Palaces For The People
Tuesday, December 09, 2003
 
http://lists.ifas.ufl.edu/cgi-bin/wa.exe?A2=ind0312&L=sanet-mg&F=&S=&P=12680

Date: Fri, 5 Dec 2003 17:57:14 -0600
Reply-To: Douglas Hinds
Sender: Sustainable Agriculture Network Discussion Group

From: Douglas Hinds
Organization: CeDeCoR, A. C.
Subject: Re: Patent Invalidity --- Part Two
Comments: To: "SERA - Sustainable,
Socially and Ecologically Responsible Agriculture"

In-Reply-To: <20031205055351.87649.qmail@web11206.mail.yahoo.com>
Content-Type: text/plain; charset=us-ascii

Hello Lion and other SERA and sanet members following this thread,

Thursday, December 4, 2003 Lion discussed the validity of Monsanto's and other transgenic crop patents.

I have reformatted but left intact much of Lion's post before adding my comments below. Lion has made an important contribution which deserves consideration, a contribution that no one on either list has valid grounds for criticizing his having made, IMO. I've interpreted the legal issue from a related but somewhat different perspective, but this is an issue deserving of further study and possibly, legal action.

LK> The validity of US Patents needs to be understood within the LK> diverse elements of the US legal system.

LK> The congress makes laws, not the Patent Office (hereafter LK> abbreviated USPTO).

LK> The USPTO interprets patent applications and grants patents, LK> based on patent law.

LK> Courts interpret patent validity by various measures, including LK> current USPTO patent grant status. Courts may invalidate LK> patents, and the USPTO may invalidate patents.

LK> UTILITY patents are required to meet certain tests to justify LK> compliance with congress' enacting patent laws:

LK> an invention must be (1) NEW, (2) NOVEL, (3) NON-OBVIOUS TO LK> PRACTIONERS OF THE ART.

LK> A failure of any one element invaldates the patent.

LK> Petitioning the USPTO is the process to use to invalidate a LK> patent. Published statements from the inventor or assignee may LK> be introduced to demonstrate invalidity of a patent. If a patent LK> inventor or assignee declares that the invention is NOT NEW, NOT LK> NOVEL, IS INCREMENTAL OF THE STATE OF THE ART, a grant of patent LK> may be invalidated.

LK> Have there not been published statements made to the United LK> States government that various GMOs are not unique, not new, LK> merely incremental of the plant breeder's arts, and therefore no LK> new safety tests were required?
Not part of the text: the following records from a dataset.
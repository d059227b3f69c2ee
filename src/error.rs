use thiserror::Error;

/// Errors raised while moving buffers across the boundary.
#[derive(Clone, Debug, PartialEq, Error)]
pub enum BoundaryError {
    /// A null address was passed for a buffer with a non-zero element count.
    #[error("null pointer passed for `{argument}`")]
    NullPointer {
        /// The name of the offending argument.
        argument: &'static str,
    },

    /// A buffer address is not aligned for `f64`.
    #[error("pointer {address:#x} passed for `{argument}` is not aligned to {required} bytes")]
    Misaligned {
        /// The name of the offending argument.
        argument: &'static str,
        /// The misaligned address.
        address: usize,
        /// Required alignment in bytes.
        required: usize,
    },

    /// An element count is negative or too large to address.
    #[error("invalid length {length} for `{argument}`")]
    InvalidLength {
        /// The name of the offending argument.
        argument: &'static str,
        /// The count as received from the caller.
        length: i64,
    },

    /// A buffer holds a different number of scalars than its element count implies.
    #[error("`{argument}` holds {actual} values, expected {expected}")]
    LengthMismatch {
        /// The name of the offending argument.
        argument: &'static str,
        /// Expected number of scalars.
        expected: usize,
        /// Actual number of scalars.
        actual: usize,
    },

    /// A filter run was requested but no filter is installed.
    #[error("no track filter is installed")]
    NoFilterInstalled,

    /// The installed filter reported a failure.
    #[error("track filter failed: {0}")]
    Filter(#[from] FilterError),

    /// The filter produced output sequences of different lengths.
    #[error(
        "inconsistent filter output: {state_vectors} state vectors, {covariances} covariances, \
         {residual_covariances} residual covariances, {residual_vectors} residual vectors"
    )]
    InconsistentOutput {
        /// Number of state vectors.
        state_vectors: usize,
        /// Number of state covariance matrices.
        covariances: usize,
        /// Number of residual covariance matrices.
        residual_covariances: usize,
        /// Number of residual vectors.
        residual_vectors: usize,
    },

    /// A result handle is unknown or was already released.
    #[error("result handle {0} is unknown or was already released")]
    StaleHandle(u64),

    /// The filter panicked while processing the call.
    #[error("track filter panicked")]
    Panicked,
}

/// Errors reported by a [`TrackFilter`](crate::TrackFilter) implementation.
#[derive(Clone, Debug, PartialEq, Error)]
pub enum FilterError {
    /// A matrix that needed to be inverted was singular.
    #[error("matrix is not invertible")]
    NonInvertible,

    /// A hit could not be associated with the track.
    #[error("hit {index} lies outside the sensor bounds")]
    OutsideSensorBounds {
        /// Index of the hit in the input sequence.
        index: usize,
    },

    /// Any other failure, described by the filter.
    #[error("{0}")]
    Other(String),
}

/// Result type for boundary operations.
pub type BoundaryResult<T> = Result<T, BoundaryError>;

/// Status codes returned across the C ABI.
#[repr(i32)]
#[derive(Debug, Copy, Clone, PartialEq, Eq)]
pub enum BoundaryStatus {
    Ok = 0,
    NullPointer = 1,
    Misaligned = 2,
    InvalidLength = 3,
    LengthMismatch = 4,
    NoFilterInstalled = 5,
    FilterFailed = 6,
    InconsistentOutput = 7,
    StaleHandle = 8,
    Panicked = 9,
}

impl From<&BoundaryError> for BoundaryStatus {
    fn from(value: &BoundaryError) -> Self {
        match value {
            BoundaryError::NullPointer { .. } => BoundaryStatus::NullPointer,
            BoundaryError::Misaligned { .. } => BoundaryStatus::Misaligned,
            BoundaryError::InvalidLength { .. } => BoundaryStatus::InvalidLength,
            BoundaryError::LengthMismatch { .. } => BoundaryStatus::LengthMismatch,
            BoundaryError::NoFilterInstalled => BoundaryStatus::NoFilterInstalled,
            BoundaryError::Filter(_) => BoundaryStatus::FilterFailed,
            BoundaryError::InconsistentOutput { .. } => BoundaryStatus::InconsistentOutput,
            BoundaryError::StaleHandle(_) => BoundaryStatus::StaleHandle,
            BoundaryError::Panicked => BoundaryStatus::Panicked,
        }
    }
}

impl<T> From<&BoundaryResult<T>> for BoundaryStatus {
    fn from(value: &BoundaryResult<T>) -> Self {
        match value {
            Ok(_) => BoundaryStatus::Ok,
            Err(e) => e.into(),
        }
    }
}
LK> Have there not been findings published by agencies of the United LK> States government (USDA, FDA) that GMOs are not substantially LK> new, not substantially novel, and therefore would be judged safe LK> because of the basic essential NON-DIFFERENCE between the pre- LK> and post-GMO condition?

LK> But even IF the patent is validated, UTILITY patents are LK> fundamentally different from Protected Variety Plant patents.

LK> A UTILITY PATENT PROTECTS THE INVENTION AND THE EXACT SPECIFIED LK> METHOD OF PRODUCING THE INVENTION. It cannot protect seeds and LK> sexual reproduction, as these are "prior art", NOT NEW, NOT LK> NOVEL.

LK> One cannot patent "seeding" because Mother Nature invented it, LK> not man, and by law prior art is not patentable. Only the NOVEL, LK> NEW invention part can be patented, not everything which merely LK> touchs that invention.

LK> The CLAIMS specifically describe what is covered by the patent, LK> and claims can be invalidated if prior art can be demonstrated LK> by proving that aspect of the invention existed in public LK> knowledge anywhere on earth prior to the date of invention LK> declaration.

LK> So, a circumstance exists where it has been in nobodies interest LK> to invalidate any biotech patents. Nobody challenged the LK> fundamental basis of the patent claims -- they just stood in awe LK> of the brazeness of the claimants.

LK> Percy Schmeiser argues in a CANADIAN COURT, and the court sees a LK> currently valid US patent and so rules.

Canada's Supreme Court has yet to rule on this (I believe) but has accepted the case.

LK> Smeiser's case scares other farmers into capitulation, and US LK> courts "notice" a decision (brought to their attention by LK> biotech lawyers) in Canada upholding a valid us patent.

LK> The proper forum was the USPTO, requiring them to invalidate the LK> patent based on their rules, which are different rules than the LK> courts follow.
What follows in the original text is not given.